**** Materials provided

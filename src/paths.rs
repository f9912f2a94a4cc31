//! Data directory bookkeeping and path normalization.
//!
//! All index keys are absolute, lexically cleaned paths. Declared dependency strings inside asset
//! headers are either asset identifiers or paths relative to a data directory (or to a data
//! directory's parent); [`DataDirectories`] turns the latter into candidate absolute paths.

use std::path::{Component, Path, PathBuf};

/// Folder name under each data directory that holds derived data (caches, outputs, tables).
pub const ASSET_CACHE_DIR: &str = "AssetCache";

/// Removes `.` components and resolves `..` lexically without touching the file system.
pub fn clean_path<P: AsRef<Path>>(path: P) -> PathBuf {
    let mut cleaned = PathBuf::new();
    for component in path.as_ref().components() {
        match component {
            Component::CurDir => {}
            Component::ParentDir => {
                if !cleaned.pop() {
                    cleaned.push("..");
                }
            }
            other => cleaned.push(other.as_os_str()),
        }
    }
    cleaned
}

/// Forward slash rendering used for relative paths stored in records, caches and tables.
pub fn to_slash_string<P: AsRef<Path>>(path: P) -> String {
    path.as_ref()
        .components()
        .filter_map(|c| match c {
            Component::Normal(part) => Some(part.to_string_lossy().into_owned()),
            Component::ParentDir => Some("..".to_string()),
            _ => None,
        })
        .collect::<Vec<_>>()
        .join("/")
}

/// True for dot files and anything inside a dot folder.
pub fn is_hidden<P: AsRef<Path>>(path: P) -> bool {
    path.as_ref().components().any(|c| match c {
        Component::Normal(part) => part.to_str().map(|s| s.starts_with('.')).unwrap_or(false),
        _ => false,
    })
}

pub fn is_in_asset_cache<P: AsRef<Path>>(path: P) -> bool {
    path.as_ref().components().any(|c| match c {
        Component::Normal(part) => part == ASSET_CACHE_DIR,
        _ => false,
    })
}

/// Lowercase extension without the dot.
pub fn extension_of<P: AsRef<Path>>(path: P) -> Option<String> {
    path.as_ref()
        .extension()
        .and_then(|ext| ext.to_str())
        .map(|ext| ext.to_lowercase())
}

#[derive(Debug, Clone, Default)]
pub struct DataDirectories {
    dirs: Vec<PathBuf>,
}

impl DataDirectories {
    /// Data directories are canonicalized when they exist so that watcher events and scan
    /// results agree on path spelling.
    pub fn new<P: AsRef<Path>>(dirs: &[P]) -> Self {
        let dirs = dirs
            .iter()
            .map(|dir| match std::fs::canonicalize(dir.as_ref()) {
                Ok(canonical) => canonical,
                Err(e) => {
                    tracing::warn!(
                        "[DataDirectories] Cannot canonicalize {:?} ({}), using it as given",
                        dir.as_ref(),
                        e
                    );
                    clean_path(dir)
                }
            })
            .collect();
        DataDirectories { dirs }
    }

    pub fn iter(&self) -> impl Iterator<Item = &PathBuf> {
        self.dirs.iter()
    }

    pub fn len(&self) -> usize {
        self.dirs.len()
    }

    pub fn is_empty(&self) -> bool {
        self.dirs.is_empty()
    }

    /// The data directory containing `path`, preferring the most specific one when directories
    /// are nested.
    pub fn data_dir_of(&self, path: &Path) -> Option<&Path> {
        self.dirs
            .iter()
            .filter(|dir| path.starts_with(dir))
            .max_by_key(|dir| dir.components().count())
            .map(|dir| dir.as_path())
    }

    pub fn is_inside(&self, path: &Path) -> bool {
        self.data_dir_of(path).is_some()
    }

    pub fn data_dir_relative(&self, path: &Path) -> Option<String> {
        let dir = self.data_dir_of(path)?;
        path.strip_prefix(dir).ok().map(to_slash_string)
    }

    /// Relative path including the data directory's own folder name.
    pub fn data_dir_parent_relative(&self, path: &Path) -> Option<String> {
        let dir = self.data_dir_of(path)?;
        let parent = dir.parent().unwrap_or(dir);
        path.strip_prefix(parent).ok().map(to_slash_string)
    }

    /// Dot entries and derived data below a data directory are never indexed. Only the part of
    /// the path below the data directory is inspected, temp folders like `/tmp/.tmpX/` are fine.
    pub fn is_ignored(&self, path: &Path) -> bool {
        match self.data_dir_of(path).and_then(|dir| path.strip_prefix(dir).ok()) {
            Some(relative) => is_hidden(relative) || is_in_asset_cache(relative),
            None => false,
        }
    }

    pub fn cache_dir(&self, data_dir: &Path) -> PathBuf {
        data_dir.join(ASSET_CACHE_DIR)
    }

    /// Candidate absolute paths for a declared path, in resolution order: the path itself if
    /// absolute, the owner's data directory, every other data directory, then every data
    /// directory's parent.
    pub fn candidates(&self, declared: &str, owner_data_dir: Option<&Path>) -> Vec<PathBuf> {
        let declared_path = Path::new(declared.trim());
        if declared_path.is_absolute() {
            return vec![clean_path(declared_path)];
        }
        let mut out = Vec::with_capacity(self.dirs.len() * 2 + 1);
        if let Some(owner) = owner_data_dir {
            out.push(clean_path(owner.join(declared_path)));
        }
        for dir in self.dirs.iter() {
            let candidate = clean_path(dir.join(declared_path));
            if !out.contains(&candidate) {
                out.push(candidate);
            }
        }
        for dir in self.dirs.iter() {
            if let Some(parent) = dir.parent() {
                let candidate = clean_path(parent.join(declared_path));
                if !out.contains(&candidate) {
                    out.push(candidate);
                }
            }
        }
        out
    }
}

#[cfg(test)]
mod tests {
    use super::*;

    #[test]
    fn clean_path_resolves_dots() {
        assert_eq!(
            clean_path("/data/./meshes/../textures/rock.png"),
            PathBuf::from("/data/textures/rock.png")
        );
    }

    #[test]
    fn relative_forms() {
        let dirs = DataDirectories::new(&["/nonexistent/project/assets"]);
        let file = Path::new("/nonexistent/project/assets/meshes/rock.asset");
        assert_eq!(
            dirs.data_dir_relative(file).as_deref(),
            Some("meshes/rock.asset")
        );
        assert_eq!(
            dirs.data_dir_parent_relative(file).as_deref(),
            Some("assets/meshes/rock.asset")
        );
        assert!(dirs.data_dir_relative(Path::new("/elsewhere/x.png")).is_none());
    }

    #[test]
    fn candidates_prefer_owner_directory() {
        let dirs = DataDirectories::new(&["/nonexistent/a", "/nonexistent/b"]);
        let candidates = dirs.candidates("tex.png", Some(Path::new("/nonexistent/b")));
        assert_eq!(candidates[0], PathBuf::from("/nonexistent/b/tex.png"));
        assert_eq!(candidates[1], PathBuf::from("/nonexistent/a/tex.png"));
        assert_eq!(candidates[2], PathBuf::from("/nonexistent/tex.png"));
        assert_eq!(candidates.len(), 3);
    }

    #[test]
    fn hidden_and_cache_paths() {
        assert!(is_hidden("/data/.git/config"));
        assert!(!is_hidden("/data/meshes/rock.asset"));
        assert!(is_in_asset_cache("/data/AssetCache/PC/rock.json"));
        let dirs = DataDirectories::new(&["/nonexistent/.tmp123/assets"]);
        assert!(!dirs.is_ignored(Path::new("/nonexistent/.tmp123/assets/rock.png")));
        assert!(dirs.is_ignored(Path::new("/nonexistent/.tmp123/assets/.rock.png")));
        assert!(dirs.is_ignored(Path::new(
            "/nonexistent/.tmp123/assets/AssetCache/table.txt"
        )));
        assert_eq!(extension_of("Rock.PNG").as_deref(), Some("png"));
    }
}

********

Copy out every record exactly; leave nothing out.

Task response:
filename src/paths.rs
repository f9912f2a94a4cc31
//! Data directory bookkeeping and path normalization.
//!
//! All index keys are absolute, lexically cleaned paths. Declared dependency strings inside asset
//! headers are either asset identifiers or paths relative to a data directory (or to a data
//! directory's parent); [`DataDirectories`] turns the latter into candidate absolute paths.

use std::path::{Component, Path, PathBuf};

/// Folder name under each data directory that holds derived data (caches, outputs, tables).
pub const ASSET_CACHE_DIR: &str = "AssetCache";

/// Removes `.` components and resolves `..` lexically without touching the file system.
pub fn clean_path<P: AsRef<Path>>(path: P) -> PathBuf {
    let mut cleaned = PathBuf::new();
    for component in path.as_ref().components() {
        match component {
            Component::CurDir => {}
            Component::ParentDir => {
                if !cleaned.pop() {
                    cleaned.push("..");
                }
            }
            other => cleaned.push(other.as_os_str()),
        }
    }
    cleaned
}

/// Forward slash rendering used for relative paths stored in records, caches and tables.
pub fn to_slash_string<P: AsRef<Path>>(path: P) -> String {
    path.as_ref()
        .components()
        .filter_map(|c| match c {
            Component::Normal(part) => Some(part.to_string_lossy().into_owned()),
            Component::ParentDir => Some("..".to_string()),
            _ => None,
        })
        .collect::<Vec<_>>()
        .join("/")
}

/// True for dot files and anything inside a dot folder.
pub fn is_hidden<P: AsRef<Path>>(path: P) -> bool {
    path.as_ref().components().any(|c| match c {
        Component::Normal(part) => part.to_str().map(|s| s.starts_with('.')).unwrap_or(false),
        _ => false,
    })
}

pub fn is_in_asset_cache<P: AsRef<Path>>(path: P) -> bool {
    path.as_ref().components().any(|c| match c {
        Component::Normal(part) => part == ASSET_CACHE_DIR,
        _ => false,
    })
}

/// Lowercase extension without the dot.
pub fn extension_of<P: AsRef<Path>>(path: P) -> Option<String> {
    path.as_ref()
        .extension()
        .and_then(|ext| ext.to_str())
        .map(|ext| ext.to_lowercase())
}

#[derive(Debug, Clone, Default)]
pub struct DataDirectories {
    dirs: Vec<PathBuf>,
}

impl DataDirectories {
    /// Data directories are canonicalized when they exist so that watcher events and scan
    /// results agree on path spelling.
    pub fn new<P: AsRef<Path>>(dirs: &[P]) -> Self {
        let dirs = dirs
            .iter()
            .map(|dir| match std::fs::canonicalize(dir.as_ref()) {
                Ok(canonical) => canonical,
                Err(e) => {
                    tracing::warn!(
                        "[DataDirectories] Cannot canonicalize {:?} ({}), using it as given",
                        dir.as_ref(),
                        e
                    );
                    clean_path(dir)
                }
            })
            .collect();
        DataDirectories { dirs }
    }

    pub fn iter(&self) -> impl Iterator<Item = &PathBuf> {
        self.dirs.iter()
    }

    pub fn len(&self) -> usize {
        self.dirs.len()
    }

    pub fn is_empty(&self) -> bool {
        self.dirs.is_empty()
    }

    /// The data directory containing `path`, preferring the most specific one when directories
    /// are nested.
    pub fn data_dir_of(&self, path: &Path) -> Option<&Path> {
        self.dirs
            .iter()
            .filter(|dir| path.starts_with(dir))
            .max_by_key(|dir| dir.components().count())
            .map(|dir| dir.as_path())
    }

    pub fn is_inside(&self, path: &Path) -> bool {
        self.data_dir_of(path).is_some()
    }

    pub fn data_dir_relative(&self, path: &Path) -> Option<String> {
        let dir = self.data_dir_of(path)?;
        path.strip_prefix(dir).ok().map(to_slash_string)
    }

    /// Relative path including the data directory's own folder name.
    pub fn data_dir_parent_relative(&self, path: &Path) -> Option<String> {
        let dir = self.data_dir_of(path)?;
        let parent = dir.parent().unwrap_or(dir);
        path.strip_prefix(parent).ok().map(to_slash_string)
    }

    /// Dot entries and derived data below a data directory are never indexed. Only the part of
    /// the path below the data directory is inspected, temp folders like `/tmp/.tmpX/` are fine.
    pub fn is_ignored(&self, path: &Path) -> bool {
        match self.data_dir_of(path).and_then(|dir| path.strip_prefix(dir).ok()) {
            Some(relative) => is_hidden(relative) || is_in_asset_cache(relative),
            None => false,
        }
    }

    pub fn cache_dir(&self, data_dir: &Path) -> PathBuf {
        data_dir.join(ASSET_CACHE_DIR)
    }

    /// Candidate absolute paths for a declared path, in resolution order: the path itself if
    /// absolute, the owner's data directory, every other data directory, then every data
    /// directory's parent.
    pub fn candidates(&self, declared: &str, owner_data_dir: Option<&Path>) -> Vec<PathBuf> {
        let declared_path = Path::new(declared.trim());
        if declared_path.is_absolute() {
            return vec![clean_path(declared_path)];
        }
        let mut out = Vec::with_capacity(self.dirs.len() * 2 + 1);
        if let Some(owner) = owner_data_dir {
            out.push(clean_path(owner.join(declared_path)));
        }
        for dir in self.dirs.iter() {
            let candidate = clean_path(dir.join(declared_path));
            if !out.contains(&candidate) {
                out.push(candidate);
            }
        }
        for dir in self.dirs.iter() {
            if let Some(parent) = dir.parent() {
                let candidate = clean_path(parent.join(declared_path));
                if !out.contains(&candidate) {
                    out.push(candidate);
                }
            }
        }
        out
    }
}

#[cfg(test)]
mod tests {
    use super::*;

    #[test]
    fn clean_path_resolves_dots() {
        assert_eq!(
            clean_path("/data/./meshes/../textures/rock.png"),
            PathBuf::from("/data/textures/rock.png")
        );
    }

    #[test]
    fn relative_forms() {
        let dirs = DataDirectories::new(&["/nonexistent/project/assets"]);
        let file = Path::new("/nonexistent/project/assets/meshes/rock.asset");
        assert_eq!(
            dirs.data_dir_relative(file).as_deref(),
            Some("meshes/rock.asset")
        );
        assert_eq!(
            dirs.data_dir_parent_relative(file).as_deref(),
            Some("assets/meshes/rock.asset")
        );
        assert!(dirs.data_dir_relative(Path::new("/elsewhere/x.png")).is_none());
    }

    #[test]
    fn candidates_prefer_owner_directory() {
        let dirs = DataDirectories::new(&["/nonexistent/a", "/nonexistent/b"]);
        let candidates = dirs.candidates("tex.png", Some(Path::new("/nonexistent/b")));
        assert_eq!(candidates[0], PathBuf::from("/nonexistent/b/tex.png"));
        assert_eq!(candidates[1], PathBuf::from("/nonexistent/a/tex.png"));
        assert_eq!(candidates[2], PathBuf::from("/nonexistent/tex.png"));
        assert_eq!(candidates.len(), 3);
    }

    #[test]
    fn hidden_and_cache_paths() {
        assert!(is_hidden("/data/.git/config"));
        assert!(!is_hidden("/data/meshes/rock.asset"));
        assert!(is_in_asset_cache("/data/AssetCache/PC/rock.json"));
        let dirs = DataDirectories::new(&["/nonexistent/.tmp123/assets"]);
        assert!(!dirs.is_ignored(Path::new("/nonexistent/.tmp123/assets/rock.png")));
        assert!(dirs.is_ignored(Path::new("/nonexistent/.tmp123/assets/.rock.png")));
        assert!(dirs.is_ignored(Path::new(
            "/nonexistent/.tmp123/assets/AssetCache/table.txt"
        )));
        assert_eq!(extension_of("Rock.PNG").as_deref(), Some("png"));
    }
}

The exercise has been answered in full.